Le cadavre, un business à risque au Bénin

21/11/2017

Le cadavre, un business à risque au Bénin

Dans cette chambre sont stockés les cadavres de personnes décédées attendant leur inhumation. Un bâtiment banal, érigé au milieu d’autres habitations dans la ville de Bohicon. Nous sommes dans le sud-Bénin, le siège des morgues traditionnelles, à une centaine de kilomètres au nord de Cotonou.

Embaumeurs en activité dans la morgue traditionnelle d'Avogbana au Bénin.

Ces morgues informelles, officiellement estimées à une quarantaine, selon l’ONG Bénin Diaspora Assistance, sont incontournables dans la gestion de la fin de vie au Bénin. Elles fonctionnent sans énergie électrique et ne disposent pas de chambres froides. Les cadavres y sont souvent entreposés à même le sol.

« Un business dangereux pour la santé publique et l’environnement », fustige François Kossouoh, ancien directeur départemental de la santé du Zou-Collines.

Une activité hors norme

« Les promoteurs de ces morgues ne respectent aucune règle d’hygiène », déplore Médard Koudébi, spécialiste de l’hygiène funéraire. Dans une interview qu’il nous a accordée à Cotonou le mois d’août dernier il affirme que ces morgues déciment la population :  »Elles sont illégales et ceux qui y travaillent manipulent les cadavres sans protection. Elles constituent un danger pour la communauté toute entière ».

Le directeur adjoint de l’Agence Béninoise pour l’Environnement (ABE)  Ismaël Wotto confirme le caractère informel de ces morgues :  »Avant d’exercer ce métier, ces promoteurs devraient avoir une autorisation du ministère de l’intérieur laquelle est subordonnée à l’obtention d’un certificat de conformité environnementale délivré par l’agence et un agrément du ministère de la santé. Malheureusement aucune de ces morgues ne détient ces pièces administratives ».

Un nid d’infections virales

Des embaumeurs évacuant les déchets liquides issus des cadavres dans une fosse sceptique.

Le contact des vivants avec les cadavres de leurs parents les expose à diverses infections virales.

A en croire Joseph Deh- Tchokpon, bio-technologiste médical :  »On peut facilement s’infecter en touchant les cadavres surtout avec l’épidémie de la fièvre hémorragique à virus Ebola ou à virus Lassa ». Il prévient que  »les cadavres renferment un ensemble de virus qui se retrouvent dans le sang, les selles, les urines, les salives, les crachats et les sécrétions vaginales des personnes décédées ».
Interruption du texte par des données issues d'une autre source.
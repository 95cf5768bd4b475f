// src/config.rs
//! Service configuration from `config/detector.toml` (or `$NEWS_SOURCE_CONFIG_PATH`),
//! with a couple of env overrides. A missing file means defaults.
//!
//! ```toml
//! [detection]
//! min_confidence = 30          # raw points, intelligent strategy
//! default_mode = "simple"      # or "intelligent"
//!
//! [validation]
//! min_words = 50
//!
//! [sources]
//! max_tags = 3
//! seed_path = "config/sources.json"
//! history_capacity = 2000
//!
//! [api]
//! require_api_key = false
//! api_key = ""                 # or $NEWS_SOURCE_API_KEY
//!
//! [webhook]
//! enabled = true
//! timeout_secs = 10
//! max_retries = 3              # clamped to 1..=8
//! inbound_secret = ""          # or $NEWS_SOURCE_WEBHOOK_SECRET
//! ```

use anyhow::{anyhow, Context, Result};
use serde::Deserialize;
use std::fs;
use std::path::{Path, PathBuf};

use crate::detect::intelligent::DEFAULT_MIN_CONFIDENCE;
use crate::detect::DetectionMode;
use crate::history::DEFAULT_HISTORY_CAPACITY;
use crate::notify::webhook::MAX_RETRIES;
use crate::source::{Source, DEFAULT_MAX_TAGS};
use crate::validate::DEFAULT_MIN_WORDS;

pub const DEFAULT_CONFIG_PATH: &str = "config/detector.toml";
pub const DEFAULT_SEED_PATH: &str = "config/sources.json";

pub const ENV_CONFIG_PATH: &str = "NEWS_SOURCE_CONFIG_PATH";
pub const ENV_MIN_CONFIDENCE: &str = "NEWS_SOURCE_MIN_CONFIDENCE";
pub const ENV_API_KEY: &str = "NEWS_SOURCE_API_KEY";
pub const ENV_WEBHOOK_SECRET: &str = "NEWS_SOURCE_WEBHOOK_SECRET";

#[derive(Debug, Clone, Default, Deserialize)]
#[serde(default)]
pub struct DetectorConfig {
    pub detection: DetectionSection,
    pub validation: ValidationSection,
    pub sources: SourcesSection,
    pub api: ApiSection,
    pub webhook: WebhookSection,
}

#[derive(Debug, Clone, Deserialize)]
#[serde(default)]
pub struct DetectionSection {
    pub min_confidence: i64,
    pub default_mode: DetectionMode,
}

impl Default for DetectionSection {
    fn default() -> Self {
        Self {
            min_confidence: DEFAULT_MIN_CONFIDENCE,
            default_mode: DetectionMode::Simple,
        }
    }
}

#[derive(Debug, Clone, Deserialize)]
#[serde(default)]
pub struct ValidationSection {
    pub min_words: usize,
}

impl Default for ValidationSection {
    fn default() -> Self {
        Self {
            min_words: DEFAULT_MIN_WORDS,
        }
    }
}

#[derive(Debug, Clone, Deserialize)]
#[serde(default)]
pub struct SourcesSection {
    pub max_tags: usize,
    pub seed_path: Option<PathBuf>,
    pub history_capacity: usize,
}

impl Default for SourcesSection {
    fn default() -> Self {
        Self {
            max_tags: DEFAULT_MAX_TAGS,
            seed_path: Some(PathBuf::from(DEFAULT_SEED_PATH)),
            history_capacity: DEFAULT_HISTORY_CAPACITY,
        }
    }
}

#[derive(Debug, Clone, Default, Deserialize)]
#[serde(default)]
pub struct ApiSection {
    pub require_api_key: bool,
    pub api_key: String,
}

#[derive(Debug, Clone, Deserialize)]
#[serde(default)]
pub struct WebhookSection {
    pub enabled: bool,
    pub timeout_secs: u64,
    pub max_retries: u8,
    /// Expected `X-Webhook-Secret` on inbound `/webhook/{id}` calls. Empty: no check.
    pub inbound_secret: String,
}

impl Default for WebhookSection {
    fn default() -> Self {
        Self {
            enabled: true,
            timeout_secs: 10,
            max_retries: 3,
            inbound_secret: String::new(),
        }
    }
}

impl DetectorConfig {
    pub fn from_toml_str(s: &str) -> Result<Self> {
        let mut cfg: DetectorConfig = toml::from_str(s).context("parsing detector config")?;
        cfg.sanitize();
        Ok(cfg)
    }

    pub fn load_from(path: &Path) -> Result<Self> {
        let content = fs::read_to_string(path)
            .with_context(|| format!("reading detector config from {}", path.display()))?;
        Self::from_toml_str(&content)
    }

    /// Resolve the path from `$NEWS_SOURCE_CONFIG_PATH` or the default, then apply env
    /// overrides. An explicit env path that doesn't exist is an error; a missing default
    /// file is not.
    pub fn load() -> Result<Self> {
        let mut cfg = match std::env::var(ENV_CONFIG_PATH) {
            Ok(p) => {
                let pb = PathBuf::from(p);
                if !pb.exists() {
                    return Err(anyhow!(
                        "{ENV_CONFIG_PATH} points to non-existent path {}",
                        pb.display()
                    ));
                }
                Self::load_from(&pb)?
            }
            Err(_) => {
                let pb = PathBuf::from(DEFAULT_CONFIG_PATH);
                if pb.exists() {
                    Self::load_from(&pb)?
                } else {
                    Self::default()
                }
            }
        };
        cfg.apply_env(
            std::env::var(ENV_MIN_CONFIDENCE).ok(),
            std::env::var(ENV_API_KEY).ok(),
            std::env::var(ENV_WEBHOOK_SECRET).ok(),
        );
        Ok(cfg)
    }

    fn apply_env(
        &mut self,
        min_confidence: Option<String>,
        api_key: Option<String>,
        webhook_secret: Option<String>,
    ) {
        if let Some(v) = min_confidence.and_then(|s| s.trim().parse::<i64>().ok()) {
            self.detection.min_confidence = v.max(0);
        }
        if let Some(k) = api_key.map(|k| k.trim().to_string()).filter(|k| !k.is_empty()) {
            self.api.api_key = k;
        }
        if let Some(s) = webhook_secret
            .map(|s| s.trim().to_string())
            .filter(|s| !s.is_empty())
        {
            self.webhook.inbound_secret = s;
        }
    }

    fn sanitize(&mut self) {
        if self.detection.min_confidence < 0 {
            self.detection.min_confidence = 0;
        }
        if self.webhook.timeout_secs == 0 {
            self.webhook.timeout_secs = WebhookSection::default().timeout_secs;
        }
        self.webhook.max_retries = self.webhook.max_retries.clamp(1, MAX_RETRIES);
        self.sources.history_capacity = self.sources.history_capacity.max(1);
    }
}

/// Read a seed file (JSON array of sources, same shape as an export).
/// Returns the raw text; the store validates it on import.
pub fn load_seed(path: &Path) -> Result<Option<String>> {
    if !path.exists() {
        return Ok(None);
    }
    let raw = fs::read_to_string(path)
        .with_context(|| format!("reading source seed from {}", path.display()))?;
    Ok(Some(raw))
}

/// Parse a seed/export file straight into records (tooling and tests).
pub fn parse_sources(raw: &str) -> Result<Vec<Source>> {
    serde_json::from_str(raw).context("parsing sources JSON")
}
Malgré les preuves de risques d’infection élevés dans ces entreprises funéraires, des embaumeurs affirment n’avoir jamais été contaminés. Toutefois, certains promoteurs reconnaissent avoir enregistré des cas de décès de leurs collaborateurs à cause de leur dépendance à l’égard de l’alcool. Une affirmation que nous n’avons pu vérifier; la fin de vie demeure un sujet sensible, un secret familial au Bénin.

Une filière funeste

Les morgues traditionnelles sont apparues pour la première fois en 2002 à Bohicon dans le département du Zou. Elles sont concentrées dans les localités non musulmanes, se développent grâce à la pauvreté des familles éplorées et à cause de la mauvaise répartition géographique des morgues publiques dites modernes. Aujourd’hui, moins d’une dizaine de ces morgues pour la plupart défectueuses sont logées dans des centres hospitaliers urbains pour une population d’environ 10 millions d’habitants.

Conséquences : plusieurs personnes (des commerçants, des artisans, des bouchers et même des fonctionnaires du service public de la santé) ont investi le secteur des pompes funèbres ces cinq dernières années au mépris des règles d’hygiène sanitaire. La conservation des cadavres dans les morgues traditionnelles est une nouvelle filière porteuse mais à risque . Elle participe des obsèques ruineuses, un autre phénomène de société qui fait l’actualité au Bénin.